Before I dive into today’s post, I wanted to remind everyone of the great give-away I am running right now. What do you mean you don’t remember? You have not been afflicted by Astaroth’s demon curse of forgetfulness, have you?
Well, fret no more, simply click on this link and visit the promotion and give-away post where I outlined all the details. More incentive, you need? You are one tough customer, my friend, I tell you that. But if it is incentives you need, look no further. How does a 1-year subscription to Fangoria sound, or an ultra-rare, highly collectable “Book of the Dead” DVD version of the horror cult classics “Evil Dead” and “Evil Dead 2?” Or, perhaps, a $25 Amazon gift card would be more to your liking, or movies, or books, or t-shirts… I think we understand each other now, don’t we? All you have to do is spread some Jason Dark love for me!
Now, on to other things… One of the key ingredients of Halloween are costumes, of course, and I thought I’d make a little post about some of my past disguises. No, I’m not referring to Halloween costumes, but to some cameos I made on the covers of products. Yes, I know, it is hard to believe, but I am a model.
Most recently, my visage appeared on the book cover of Gord Rollo’s and Gene O’Neill’s anthology of urban horror stories, “Mean Streets.” Don’t believe me, well, let’s take a closer look.

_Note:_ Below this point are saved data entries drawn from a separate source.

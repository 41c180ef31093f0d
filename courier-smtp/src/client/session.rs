//! The SMTP client session.

use std::sync::Arc;

use tokio::{
    io::{AsyncRead, AsyncReadExt, AsyncWriteExt},
    net::TcpStream,
};
use tokio_rustls::{
    TlsConnector,
    client::TlsStream,
    rustls::{ClientConfig, RootCertStore, pki_types::ServerName},
};
use tracing::warn;

use super::{
    error::{ClientError, Result},
    response::Response,
};

/// Read chunk size for replies and body streaming.
const CHUNK_SIZE: usize = 4096;

/// Upper bound on a buffered reply, so a misbehaving peer cannot grow
/// the buffer without limit.
const MAX_REPLY_BYTES: usize = 1024 * 1024;

/// The underlying byte channel: plain TCP, or TLS after STARTTLS.
enum Channel {
    Clear(TcpStream),
    Encrypted(Box<TlsStream<TcpStream>>),
}

impl Channel {
    async fn send(&mut self, data: &[u8]) -> Result<()> {
        match self {
            Self::Clear(stream) => {
                stream.write_all(data).await?;
                stream.flush().await?;
            }
            Self::Encrypted(stream) => {
                stream.write_all(data).await?;
                stream.flush().await?;
            }
        }
        Ok(())
    }

    async fn recv(&mut self, buf: &mut [u8]) -> Result<usize> {
        let read = match self {
            Self::Clear(stream) => stream.read(buf).await?,
            Self::Encrypted(stream) => stream.read(buf).await?,
        };
        if read == 0 {
            return Err(ClientError::ConnectionClosed);
        }
        Ok(read)
    }

    /// Wrap the plain stream in TLS, verifying against the platform's
    /// root certificates.
    async fn encrypt(self, server_name: &str) -> Result<Self> {
        let Self::Clear(stream) = self else {
            return Err(ClientError::Tls("session is already encrypted".to_string()));
        };

        let mut roots = RootCertStore::empty();
        let certs = rustls_native_certs::load_native_certs();
        for cert in certs.certs {
            roots
                .add(cert)
                .map_err(|err| ClientError::Tls(format!("failed to add root certificate: {err}")))?;
        }
        if !certs.errors.is_empty() {
            warn!(errors = ?certs.errors, "some root certificates could not be loaded");
        }

        let config = ClientConfig::builder()
            .with_root_certificates(roots)
            .with_no_client_auth();
        let connector = TlsConnector::from(Arc::new(config));
        let server_name = ServerName::try_from(server_name.to_string())
            .map_err(|err| ClientError::Tls(format!("invalid server name: {err}")))?;

        let stream = connector
            .connect(server_name, stream)
            .await
            .map_err(|err| ClientError::Tls(err.to_string()))?;

        Ok(Self::Encrypted(Box::new(stream)))
    }
}

/// A client-side SMTP session.
///
/// Commands are sent one at a time; every command reads exactly one
/// (possibly multi-line) reply. The session does no policy of its own:
/// callers inspect the returned [`Response`] codes.
pub struct SmtpClient {
    channel: Option<Channel>,
    buffer: Vec<u8>,
    server_name: String,
}

impl SmtpClient {
    /// Open a TCP connection to `addr`.
    ///
    /// `server_name` is the name presented for certificate verification
    /// if the session is later upgraded via [`starttls`](Self::starttls).
    ///
    /// # Errors
    ///
    /// Returns an error if the connection cannot be established.
    pub async fn connect(addr: &str, server_name: impl Into<String>) -> Result<Self> {
        let stream = TcpStream::connect(addr).await?;

        Ok(Self {
            channel: Some(Channel::Clear(stream)),
            buffer: Vec::new(),
            server_name: server_name.into(),
        })
    }

    /// Read the greeting the server opens the session with.
    ///
    /// # Errors
    ///
    /// Returns an error if reading fails or the greeting is malformed.
    pub async fn read_greeting(&mut self) -> Result<Response> {
        self.read_reply().await
    }

    /// Send one command line and read its reply.
    ///
    /// # Errors
    ///
    /// Returns an error if sending or reading fails.
    pub async fn command(&mut self, command: &str) -> Result<Response> {
        let line = format!("{command}\r\n");
        self.channel_mut()?.send(line.as_bytes()).await?;
        self.read_reply().await
    }

    /// Send `EHLO` with the given client name.
    ///
    /// # Errors
    ///
    /// Returns an error if the command fails.
    pub async fn ehlo(&mut self, name: &str) -> Result<Response> {
        self.command(&format!("EHLO {name}")).await
    }

    /// Send `MAIL FROM` for the envelope sender.
    ///
    /// # Errors
    ///
    /// Returns an error if the command fails.
    pub async fn mail_from(&mut self, sender: &str) -> Result<Response> {
        self.command(&format!("MAIL FROM:<{sender}>")).await
    }

    /// Send `RCPT TO` for one recipient.
    ///
    /// # Errors
    ///
    /// Returns an error if the command fails.
    pub async fn rcpt_to(&mut self, recipient: &str) -> Result<Response> {
        self.command(&format!("RCPT TO:<{recipient}>")).await
    }

    /// Send `DATA`; the server answers 354 when it is ready for the body.
    ///
    /// # Errors
    ///
    /// Returns an error if the command fails.
    pub async fn data(&mut self) -> Result<Response> {
        self.command("DATA").await
    }

    /// Stream the message body, terminate it with `<CRLF>.<CRLF>`, and
    /// read the server's verdict.
    ///
    /// The body is copied as-is apart from guaranteeing a trailing CRLF
    /// before the dot terminator.
    ///
    /// # Errors
    ///
    /// Returns an error if reading the body, sending, or reading the
    /// reply fails.
    pub async fn send_body<R>(&mut self, body: &mut R) -> Result<Response>
    where
        R: AsyncRead + Unpin + ?Sized,
    {
        let channel = self.channel.as_mut().ok_or(ClientError::ConnectionClosed)?;

        let mut chunk = [0u8; CHUNK_SIZE];
        let mut tail = [0u8; 2];
        loop {
            let read = body.read(&mut chunk).await?;
            if read == 0 {
                break;
            }
            channel.send(&chunk[..read]).await?;
            if read >= 2 {
                tail.copy_from_slice(&chunk[read - 2..read]);
            } else {
                tail = [tail[1], chunk[0]];
            }
        }

        if tail != *b"\r\n" {
            channel.send(b"\r\n").await?;
        }
        channel.send(b".\r\n").await?;

        self.read_reply().await
    }

    /// Send `RSET`, abandoning the current mail transaction.
    ///
    /// # Errors
    ///
    /// Returns an error if the command fails.
    pub async fn rset(&mut self) -> Result<Response> {
        self.command("RSET").await
    }

    /// Send `QUIT`.
    ///
    /// # Errors
    ///
    /// Returns an error if the command fails.
    pub async fn quit(&mut self) -> Result<Response> {
        self.command("QUIT").await
    }

    /// Send `STARTTLS` and, on a success reply, upgrade the channel.
    ///
    /// # Errors
    ///
    /// Returns an error if the command or the TLS handshake fails.
    pub async fn starttls(&mut self) -> Result<Response> {
        let response = self.command("STARTTLS").await?;

        if response.is_success() {
            let channel = self.channel.take().ok_or(ClientError::ConnectionClosed)?;
            self.channel = Some(channel.encrypt(&self.server_name).await?);
        }

        Ok(response)
    }

    fn channel_mut(&mut self) -> Result<&mut Channel> {
        self.channel.as_mut().ok_or(ClientError::ConnectionClosed)
    }

    /// Read bytes until the buffer holds one complete reply.
    async fn read_reply(&mut self) -> Result<Response> {
        loop {
            if let Some((response, consumed)) = Response::parse(&self.buffer)? {
                self.buffer.drain(..consumed);
                return Ok(response);
            }

            if self.buffer.len() > MAX_REPLY_BYTES {
                return Err(ClientError::Protocol(format!(
                    "reply exceeds {MAX_REPLY_BYTES} bytes"
                )));
            }

            let mut chunk = [0u8; CHUNK_SIZE];
            let channel = self.channel.as_mut().ok_or(ClientError::ConnectionClosed)?;
            let read = channel.recv(&mut chunk).await?;
            self.buffer.extend_from_slice(&chunk[..read]);
        }
    }
}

I know, I know, it’s all bit dark and shady, but if you look closely — and ignore the silvery eyes — this is really me. My wife, Lieu, designed the cover for the book and we had trouble locating a properly sinister urban gangster. Since we’re not real fans of stock photos either, she asked me to put on a hoodie and pose for her. And that’s what I did. Some light from underneath and a good deal of Photoshop massaging turned the photo into what you see on the final cover.
I had a cover stunt before, back in the year 1999 or so when we were finalizing a computer game called “Planescape: Torment” that I was producing for Interplay at the time. An ad agency had a cover design laid out and we had booked a male model for the cover shoot. About a day before the shoot, news came in that the model had a scheduling conflict and would not make it. While we were sitting around the office and wondered what to do, someone looked at me and said, “Maybe you should be the model.” I thought it was joke at first but everyone in the room looked at me and went, “Yeah, why don’t you?”
Well, who am I to say no? So, the next day I went to the photo shoot. The really cool part about it is that we needed a monster-like look on the cover, as the character to be portrayed was undead. The agency had hired Hollywood special effects guru Tom Burman for the job, so I went to his workshop in Burbank. It was bit surreal, to walk into his studio and seeing all the work he had done on all sorts of movies, going way back to the original “Planet of the Apes” movies.
The next few hours were a completely new experience for me. Tom applied prosthetic make-up to my face – a process that took about two hours if memory serves me right. Applying layers and strip of latex to my face he slowly transformed me into a demonic-looking creature. Then, to top it off, he hand-painted the entire make-up to give it a realistic look that would hold up under the glaring light of a camera.
The photographer then took a series of shots of my face, trying to capture what we needed for the cover layout and about 45 minutes later it was time to take it all off again.
Just on a fun side note, my face was red as a beet and burned for the rest of the day, because of the solvent that was used to remove the appliances. Nonetheless, it was all well worth it, and as you can see in the pictures, it was a lot of fun. A once-in-a-liftetime experience, really, and an incredible honor to meet Tom Burman and actually have him work on me.